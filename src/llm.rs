// src/llm.rs
//! Language-model clients used after detection: explanations and build ideas.
//!
//! Both providers speak the chat-completions protocol. `openai` targets the
//! OpenAI API (or any compatible endpoint) and needs `OPENAI_API_KEY`; `local`
//! targets a self-hosted server (Ollama, LM Studio, vLLM) and also accepts the
//! bare `response` / `message` reply shapes those servers use.

use std::str::FromStr;
use std::sync::Arc;
use std::time::Duration;

use anyhow::{anyhow, Context, Result};
use async_trait::async_trait;
use serde::Serialize;
use serde_json::Value;

use crate::config::pipeline::LlmCfg;
use crate::error::ConfigError;

pub const ENV_OPENAI_API_KEY: &str = "OPENAI_API_KEY";
pub const ENV_OPENAI_BASE_URL: &str = "OPENAI_BASE_URL";
pub const ENV_OPENAI_MODEL: &str = "OPENAI_MODEL";
pub const ENV_LOCAL_BASE_URL: &str = "LOCAL_LLM_BASE_URL";
pub const ENV_LOCAL_MODEL: &str = "LOCAL_LLM_MODEL";

const OPENAI_BASE_URL: &str = "https://api.openai.com/v1";
const OPENAI_MODEL: &str = "gpt-4o-mini";
const LOCAL_BASE_URL: &str = "http://localhost:11434";
const LOCAL_MODEL: &str = "llama3";

#[async_trait]
pub trait LlmClient: Send + Sync {
    async fn generate(&self, prompt: &str, temperature: f32, max_tokens: u32) -> Result<String>;
    /// Provider name for logs.
    fn name(&self) -> &'static str;
}

pub type DynLlm = Arc<dyn LlmClient>;

#[derive(Debug, Clone, Copy, PartialEq, Eq, Default)]
pub enum LlmProvider {
    /// No model; explanations come from templates.
    #[default]
    Template,
    OpenAi,
    Local,
}

impl LlmProvider {
    pub fn as_str(&self) -> &'static str {
        match self {
            LlmProvider::Template => "template",
            LlmProvider::OpenAi => "openai",
            LlmProvider::Local => "local",
        }
    }
}

impl FromStr for LlmProvider {
    type Err = ConfigError;

    fn from_str(s: &str) -> Result<Self, Self::Err> {
        match s.trim().to_ascii_lowercase().as_str() {
            "template" | "none" | "" => Ok(LlmProvider::Template),
            "openai" => Ok(LlmProvider::OpenAi),
            "local" => Ok(LlmProvider::Local),
            _ => Err(ConfigError::UnknownLlmProvider(s.to_string())),
        }
    }
}

/// Chat-completions client over `reqwest`.
pub struct ChatClient {
    http: reqwest::Client,
    url: String,
    api_key: Option<String>,
    model: String,
    provider: LlmProvider,
}

impl ChatClient {
    pub fn openai(api_key: String, base_url: &str, model: &str, timeout: Duration) -> Result<Self> {
        Ok(Self {
            http: http_client(timeout)?,
            url: format!("{}/chat/completions", base_url.trim_end_matches('/')),
            api_key: Some(api_key),
            model: model.to_string(),
            provider: LlmProvider::OpenAi,
        })
    }

    pub fn local(base_url: &str, model: &str, timeout: Duration) -> Result<Self> {
        Ok(Self {
            http: http_client(timeout)?,
            url: format!("{}/v1/chat/completions", base_url.trim_end_matches('/')),
            api_key: None,
            model: model.to_string(),
            provider: LlmProvider::Local,
        })
    }

    pub fn url(&self) -> &str {
        &self.url
    }
}

fn http_client(timeout: Duration) -> Result<reqwest::Client> {
    reqwest::Client::builder()
        .user_agent(concat!("narrative-radar/", env!("CARGO_PKG_VERSION")))
        .connect_timeout(timeout.min(Duration::from_secs(10)))
        .timeout(timeout)
        .build()
        .context("building llm http client")
}

#[async_trait]
impl LlmClient for ChatClient {
    async fn generate(&self, prompt: &str, temperature: f32, max_tokens: u32) -> Result<String> {
        #[derive(Serialize)]
        struct Msg<'a> {
            role: &'a str,
            content: &'a str,
        }
        #[derive(Serialize)]
        struct Req<'a> {
            model: &'a str,
            messages: Vec<Msg<'a>>,
            temperature: f32,
            max_tokens: u32,
            stream: bool,
        }

        let req = Req {
            model: &self.model,
            messages: vec![Msg {
                role: "user",
                content: prompt,
            }],
            temperature,
            max_tokens,
            stream: false,
        };

        let mut call = self.http.post(&self.url).json(&req);
        if let Some(key) = &self.api_key {
            call = call.bearer_auth(key);
        }
        let body: Value = call
            .send()
            .await
            .with_context(|| format!("llm POST {}", self.url))?
            .error_for_status()
            .with_context(|| format!("llm status {}", self.url))?
            .json()
            .await
            .context("llm response json")?;
        completion_text(&body)
    }

    fn name(&self) -> &'static str {
        self.provider.as_str()
    }
}

/// Reply text from `choices[0].message.content`, or from the `response` /
/// `message` fields some self-hosted servers return instead.
pub fn completion_text(body: &Value) -> Result<String> {
    if let Some(choices) = body.get("choices") {
        return choices
            .get(0)
            .and_then(|c| c.pointer("/message/content"))
            .and_then(Value::as_str)
            .map(str::to_string)
            .ok_or_else(|| anyhow!("completion has no choices[0].message.content"));
    }
    if let Some(text) = body.get("response").and_then(Value::as_str) {
        return Ok(text.to_string());
    }
    match body.get("message") {
        Some(Value::String(s)) => Ok(s.clone()),
        Some(m) => m
            .get("content")
            .and_then(Value::as_str)
            .map(str::to_string)
            .ok_or_else(|| anyhow!("message without content")),
        None => Err(anyhow!("unknown completion format")),
    }
}

/// Build the configured client. `None` means template-only: either no model is
/// configured, or the configured one is unusable (logged).
pub fn client_from_config(cfg: &LlmCfg) -> Option<DynLlm> {
    let provider = match cfg.provider.parse::<LlmProvider>() {
        Ok(p) => p,
        Err(e) => {
            tracing::warn!(target: "llm", error = %e, "falling back to template explanations");
            return None;
        }
    };
    let timeout = Duration::from_secs(cfg.timeout_secs);
    let env = |k: &str| std::env::var(k).ok().filter(|v| !v.trim().is_empty());

    let built = match provider {
        LlmProvider::Template => return None,
        LlmProvider::OpenAi => {
            let Some(key) = env(ENV_OPENAI_API_KEY) else {
                tracing::warn!(target: "llm", "{ENV_OPENAI_API_KEY} not set; using template explanations");
                return None;
            };
            let base = env(ENV_OPENAI_BASE_URL)
                .or_else(|| cfg.base_url.clone())
                .unwrap_or_else(|| OPENAI_BASE_URL.to_string());
            let model = env(ENV_OPENAI_MODEL)
                .or_else(|| cfg.model.clone())
                .unwrap_or_else(|| OPENAI_MODEL.to_string());
            ChatClient::openai(key, &base, &model, timeout)
        }
        LlmProvider::Local => {
            let base = env(ENV_LOCAL_BASE_URL)
                .or_else(|| cfg.base_url.clone())
                .unwrap_or_else(|| LOCAL_BASE_URL.to_string());
            let model = env(ENV_LOCAL_MODEL)
                .or_else(|| cfg.model.clone())
                .unwrap_or_else(|| LOCAL_MODEL.to_string());
            ChatClient::local(&base, &model, timeout)
        }
    };

    match built {
        Ok(client) => {
            tracing::info!(target: "llm", provider = provider.as_str(), url = client.url(), "llm client ready");
            Some(Arc::new(client))
        }
        Err(e) => {
            tracing::warn!(target: "llm", error = ?e, "llm client unavailable; using template explanations");
            None
        }
    }
}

● **Work request**
Send back the complete listing, identical to the original in every line.

● **Output below**
filename src/llm.rs
// src/llm.rs
//! Language-model clients used after detection: explanations and build ideas.
//!
//! Both providers speak the chat-completions protocol. `openai` targets the
//! OpenAI API (or any compatible endpoint) and needs `OPENAI_API_KEY`; `local`
//! targets a self-hosted server (Ollama, LM Studio, vLLM) and also accepts the
//! bare `response` / `message` reply shapes those servers use.

use std::str::FromStr;
use std::sync::Arc;
use std::time::Duration;

use anyhow::{anyhow, Context, Result};
use async_trait::async_trait;
use serde::Serialize;
use serde_json::Value;

use crate::config::pipeline::LlmCfg;
use crate::error::ConfigError;

pub const ENV_OPENAI_API_KEY: &str = "OPENAI_API_KEY";
pub const ENV_OPENAI_BASE_URL: &str = "OPENAI_BASE_URL";
pub const ENV_OPENAI_MODEL: &str = "OPENAI_MODEL";
pub const ENV_LOCAL_BASE_URL: &str = "LOCAL_LLM_BASE_URL";
pub const ENV_LOCAL_MODEL: &str = "LOCAL_LLM_MODEL";

const OPENAI_BASE_URL: &str = "https://api.openai.com/v1";
const OPENAI_MODEL: &str = "gpt-4o-mini";
const LOCAL_BASE_URL: &str = "http://localhost:11434";
const LOCAL_MODEL: &str = "llama3";

#[async_trait]
pub trait LlmClient: Send + Sync {
    async fn generate(&self, prompt: &str, temperature: f32, max_tokens: u32) -> Result<String>;
    /// Provider name for logs.
    fn name(&self) -> &'static str;
}

pub type DynLlm = Arc<dyn LlmClient>;

#[derive(Debug, Clone, Copy, PartialEq, Eq, Default)]
pub enum LlmProvider {
    /// No model; explanations come from templates.
    #[default]
    Template,
    OpenAi,
    Local,
}

impl LlmProvider {
    pub fn as_str(&self) -> &'static str {
        match self {
            LlmProvider::Template => "template",
            LlmProvider::OpenAi => "openai",
            LlmProvider::Local => "local",
        }
    }
}

impl FromStr for LlmProvider {
    type Err = ConfigError;

    fn from_str(s: &str) -> Result<Self, Self::Err> {
        match s.trim().to_ascii_lowercase().as_str() {
            "template" | "none" | "" => Ok(LlmProvider::Template),
            "openai" => Ok(LlmProvider::OpenAi),
            "local" => Ok(LlmProvider::Local),
            _ => Err(ConfigError::UnknownLlmProvider(s.to_string())),
        }
    }
}

/// Chat-completions client over `reqwest`.
pub struct ChatClient {
    http: reqwest::Client,
    url: String,
    api_key: Option<String>,
    model: String,
    provider: LlmProvider,
}

impl ChatClient {
    pub fn openai(api_key: String, base_url: &str, model: &str, timeout: Duration) -> Result<Self> {
        Ok(Self {
            http: http_client(timeout)?,
            url: format!("{}/chat/completions", base_url.trim_end_matches('/')),
            api_key: Some(api_key),
            model: model.to_string(),
            provider: LlmProvider::OpenAi,
        })
    }

    pub fn local(base_url: &str, model: &str, timeout: Duration) -> Result<Self> {
        Ok(Self {
            http: http_client(timeout)?,
            url: format!("{}/v1/chat/completions", base_url.trim_end_matches('/')),
            api_key: None,
            model: model.to_string(),
            provider: LlmProvider::Local,
        })
    }

    pub fn url(&self) -> &str {
        &self.url
    }
}

fn http_client(timeout: Duration) -> Result<reqwest::Client> {
    reqwest::Client::builder()
        .user_agent(concat!("narrative-radar/", env!("CARGO_PKG_VERSION")))
        .connect_timeout(timeout.min(Duration::from_secs(10)))
        .timeout(timeout)
        .build()
        .context("building llm http client")
}

#[async_trait]
impl LlmClient for ChatClient {
    async fn generate(&self, prompt: &str, temperature: f32, max_tokens: u32) -> Result<String> {
        #[derive(Serialize)]
        struct Msg<'a> {
            role: &'a str,
            content: &'a str,
        }
        #[derive(Serialize)]
        struct Req<'a> {
            model: &'a str,
            messages: Vec<Msg<'a>>,
            temperature: f32,
            max_tokens: u32,
            stream: bool,
        }

        let req = Req {
            model: &self.model,
            messages: vec![Msg {
                role: "user",
                content: prompt,
            }],
            temperature,
            max_tokens,
            stream: false,
        };

        let mut call = self.http.post(&self.url).json(&req);
        if let Some(key) = &self.api_key {
            call = call.bearer_auth(key);
        }
        let body: Value = call
            .send()
            .await
            .with_context(|| format!("llm POST {}", self.url))?
            .error_for_status()
            .with_context(|| format!("llm status {}", self.url))?
            .json()
            .await
            .context("llm response json")?;
        completion_text(&body)
    }

    fn name(&self) -> &'static str {
        self.provider.as_str()
    }
}

/// Reply text from `choices[0].message.content`, or from the `response` /
/// `message` fields some self-hosted servers return instead.
pub fn completion_text(body: &Value) -> Result<String> {
    if let Some(choices) = body.get("choices") {
        return choices
            .get(0)
            .and_then(|c| c.pointer("/message/content"))
            .and_then(Value::as_str)
            .map(str::to_string)
            .ok_or_else(|| anyhow!("completion has no choices[0].message.content"));
    }
    if let Some(text) = body.get("response").and_then(Value::as_str) {
        return Ok(text.to_string());
    }
    match body.get("message") {
        Some(Value::String(s)) => Ok(s.clone()),
        Some(m) => m
            .get("content")
            .and_then(Value::as_str)
            .map(str::to_string)
            .ok_or_else(|| anyhow!("message without content")),
        None => Err(anyhow!("unknown completion format")),
    }
}

/// Build the configured client. `None` means template-only: either no model is
/// configured, or the configured one is unusable (logged).
pub fn client_from_config(cfg: &LlmCfg) -> Option<DynLlm> {
    let provider = match cfg.provider.parse::<LlmProvider>() {
        Ok(p) => p,
        Err(e) => {
            tracing::warn!(target: "llm", error = %e, "falling back to template explanations");
            return None;
        }
    };
    let timeout = Duration::from_secs(cfg.timeout_secs);
    let env = |k: &str| std::env::var(k).ok().filter(|v| !v.trim().is_empty());

    let built = match provider {
        LlmProvider::Template => return None,
        LlmProvider::OpenAi => {
            let Some(key) = env(ENV_OPENAI_API_KEY) else {
                tracing::warn!(target: "llm", "{ENV_OPENAI_API_KEY} not set; using template explanations");
                return None;
            };
            let base = env(ENV_OPENAI_BASE_URL)
                .or_else(|| cfg.base_url.clone())
                .unwrap_or_else(|| OPENAI_BASE_URL.to_string());
            let model = env(ENV_OPENAI_MODEL)
                .or_else(|| cfg.model.clone())
                .unwrap_or_else(|| OPENAI_MODEL.to_string());
            ChatClient::openai(key, &base, &model, timeout)
        }
        LlmProvider::Local => {
            let base = env(ENV_LOCAL_BASE_URL)
                .or_else(|| cfg.base_url.clone())
                .unwrap_or_else(|| LOCAL_BASE_URL.to_string());
            let model = env(ENV_LOCAL_MODEL)
                .or_else(|| cfg.model.clone())
                .unwrap_or_else(|| LOCAL_MODEL.to_string());
            ChatClient::local(&base, &model, timeout)
        }
    };

    match built {
        Ok(client) => {
            tracing::info!(target: "llm", provider = provider.as_str(), url = client.url(), "llm client ready");
            Some(Arc::new(client))
        }
        Err(e) => {
            tracing::warn!(target: "llm", error = ?e, "llm client unavailable; using template explanations");
            None
        }
    }
}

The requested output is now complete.